● **WHAT IS EXPECTED**: All that is needed is every record, duplicated exactly.

● **Data excerpts**:

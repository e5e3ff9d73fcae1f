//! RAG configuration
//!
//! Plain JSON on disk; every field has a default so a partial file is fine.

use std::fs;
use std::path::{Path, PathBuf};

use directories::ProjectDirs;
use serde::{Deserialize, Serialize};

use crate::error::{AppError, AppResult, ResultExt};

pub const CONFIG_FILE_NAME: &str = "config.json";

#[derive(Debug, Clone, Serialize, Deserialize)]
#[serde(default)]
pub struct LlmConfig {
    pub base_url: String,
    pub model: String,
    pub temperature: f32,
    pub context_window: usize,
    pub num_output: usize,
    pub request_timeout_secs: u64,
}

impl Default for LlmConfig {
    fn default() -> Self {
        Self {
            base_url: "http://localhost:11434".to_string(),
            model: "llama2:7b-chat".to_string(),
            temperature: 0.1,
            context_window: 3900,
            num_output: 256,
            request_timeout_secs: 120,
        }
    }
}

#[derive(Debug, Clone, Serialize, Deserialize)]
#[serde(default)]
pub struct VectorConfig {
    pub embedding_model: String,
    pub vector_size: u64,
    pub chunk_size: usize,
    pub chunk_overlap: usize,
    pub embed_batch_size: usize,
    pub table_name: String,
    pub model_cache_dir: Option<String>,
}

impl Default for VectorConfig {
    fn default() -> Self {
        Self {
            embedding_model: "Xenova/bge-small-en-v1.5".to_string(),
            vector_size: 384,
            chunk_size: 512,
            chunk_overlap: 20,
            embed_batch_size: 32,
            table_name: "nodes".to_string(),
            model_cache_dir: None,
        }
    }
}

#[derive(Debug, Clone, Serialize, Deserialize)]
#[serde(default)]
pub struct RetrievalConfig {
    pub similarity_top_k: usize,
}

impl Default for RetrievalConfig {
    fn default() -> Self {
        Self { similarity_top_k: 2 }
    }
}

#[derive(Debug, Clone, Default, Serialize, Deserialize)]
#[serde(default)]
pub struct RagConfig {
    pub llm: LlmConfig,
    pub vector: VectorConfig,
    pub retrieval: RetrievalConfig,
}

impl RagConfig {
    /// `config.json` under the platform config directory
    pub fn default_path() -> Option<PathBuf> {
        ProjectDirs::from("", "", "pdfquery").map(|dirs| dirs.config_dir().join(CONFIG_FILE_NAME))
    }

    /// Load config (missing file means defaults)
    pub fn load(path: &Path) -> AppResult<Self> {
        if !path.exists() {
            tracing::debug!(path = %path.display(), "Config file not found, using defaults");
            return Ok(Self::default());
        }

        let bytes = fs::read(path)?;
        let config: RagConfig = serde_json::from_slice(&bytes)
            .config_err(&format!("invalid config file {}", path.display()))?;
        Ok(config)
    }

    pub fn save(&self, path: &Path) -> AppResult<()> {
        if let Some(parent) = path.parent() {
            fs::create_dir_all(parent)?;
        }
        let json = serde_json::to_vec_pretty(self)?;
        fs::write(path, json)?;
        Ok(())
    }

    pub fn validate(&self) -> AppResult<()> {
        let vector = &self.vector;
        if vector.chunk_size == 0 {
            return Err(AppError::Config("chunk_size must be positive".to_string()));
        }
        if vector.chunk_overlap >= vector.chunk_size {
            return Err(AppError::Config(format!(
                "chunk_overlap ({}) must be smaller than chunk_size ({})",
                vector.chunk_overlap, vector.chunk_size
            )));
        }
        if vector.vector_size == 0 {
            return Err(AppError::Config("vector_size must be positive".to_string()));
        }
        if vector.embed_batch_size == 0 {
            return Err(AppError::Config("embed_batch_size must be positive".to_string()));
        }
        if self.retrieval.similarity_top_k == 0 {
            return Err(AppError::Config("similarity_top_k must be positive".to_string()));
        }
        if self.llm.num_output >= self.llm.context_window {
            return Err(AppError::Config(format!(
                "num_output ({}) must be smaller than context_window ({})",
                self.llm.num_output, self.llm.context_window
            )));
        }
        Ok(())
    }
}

● **EXERCISE SOLUTION**:
repository e5e3ff9d73fcae1f
//! RAG configuration
//!
//! Plain JSON on disk; every field has a default so a partial file is fine.

use std::fs;
use std::path::{Path, PathBuf};

use directories::ProjectDirs;
use serde::{Deserialize, Serialize};

use crate::error::{AppError, AppResult, ResultExt};

pub const CONFIG_FILE_NAME: &str = "config.json";

#[derive(Debug, Clone, Serialize, Deserialize)]
#[serde(default)]
pub struct LlmConfig {
    pub base_url: String,
    pub model: String,
    pub temperature: f32,
    pub context_window: usize,
    pub num_output: usize,
    pub request_timeout_secs: u64,
}

impl Default for LlmConfig {
    fn default() -> Self {
        Self {
            base_url: "http://localhost:11434".to_string(),
            model: "llama2:7b-chat".to_string(),
            temperature: 0.1,
            context_window: 3900,
            num_output: 256,
            request_timeout_secs: 120,
        }
    }
}

#[derive(Debug, Clone, Serialize, Deserialize)]
#[serde(default)]
pub struct VectorConfig {
    pub embedding_model: String,
    pub vector_size: u64,
    pub chunk_size: usize,
    pub chunk_overlap: usize,
    pub embed_batch_size: usize,
    pub table_name: String,
    pub model_cache_dir: Option<String>,
}

impl Default for VectorConfig {
    fn default() -> Self {
        Self {
            embedding_model: "Xenova/bge-small-en-v1.5".to_string(),
            vector_size: 384,
            chunk_size: 512,
            chunk_overlap: 20,
            embed_batch_size: 32,
            table_name: "nodes".to_string(),
            model_cache_dir: None,
        }
    }
}

#[derive(Debug, Clone, Serialize, Deserialize)]
#[serde(default)]
pub struct RetrievalConfig {
    pub similarity_top_k: usize,
}

impl Default for RetrievalConfig {
    fn default() -> Self {
        Self { similarity_top_k: 2 }
    }
}

#[derive(Debug, Clone, Default, Serialize, Deserialize)]
#[serde(default)]
pub struct RagConfig {
    pub llm: LlmConfig,
    pub vector: VectorConfig,
    pub retrieval: RetrievalConfig,
}

impl RagConfig {
    /// `config.json` under the platform config directory
    pub fn default_path() -> Option<PathBuf> {
        ProjectDirs::from("", "", "pdfquery").map(|dirs| dirs.config_dir().join(CONFIG_FILE_NAME))
    }

    /// Load config (missing file means defaults)
    pub fn load(path: &Path) -> AppResult<Self> {
        if !path.exists() {
            tracing::debug!(path = %path.display(), "Config file not found, using defaults");
            return Ok(Self::default());
        }

        let bytes = fs::read(path)?;
        let config: RagConfig = serde_json::from_slice(&bytes)
            .config_err(&format!("invalid config file {}", path.display()))?;
        Ok(config)
    }

    pub fn save(&self, path: &Path) -> AppResult<()> {
        if let Some(parent) = path.parent() {
            fs::create_dir_all(parent)?;
        }
        let json = serde_json::to_vec_pretty(self)?;
        fs::write(path, json)?;
        Ok(())
    }

    pub fn validate(&self) -> AppResult<()> {
        let vector = &self.vector;
        if vector.chunk_size == 0 {
            return Err(AppError::Config("chunk_size must be positive".to_string()));
        }
        if vector.chunk_overlap >= vector.chunk_size {
            return Err(AppError::Config(format!(
                "chunk_overlap ({}) must be smaller than chunk_size ({})",
                vector.chunk_overlap, vector.chunk_size
            )));
        }
        if vector.vector_size == 0 {
            return Err(AppError::Config("vector_size must be positive".to_string()));
        }
        if vector.embed_batch_size == 0 {
            return Err(AppError::Config("embed_batch_size must be positive".to_string()));
        }
        if self.retrieval.similarity_top_k == 0 {
            return Err(AppError::Config("similarity_top_k must be positive".to_string()));
        }
        if self.llm.num_output >= self.llm.context_window {
            return Err(AppError::Config(format!(
                "num_output ({}) must be smaller than context_window ({})",
                self.llm.num_output, self.llm.context_window
            )));
        }
        Ok(())
    }
}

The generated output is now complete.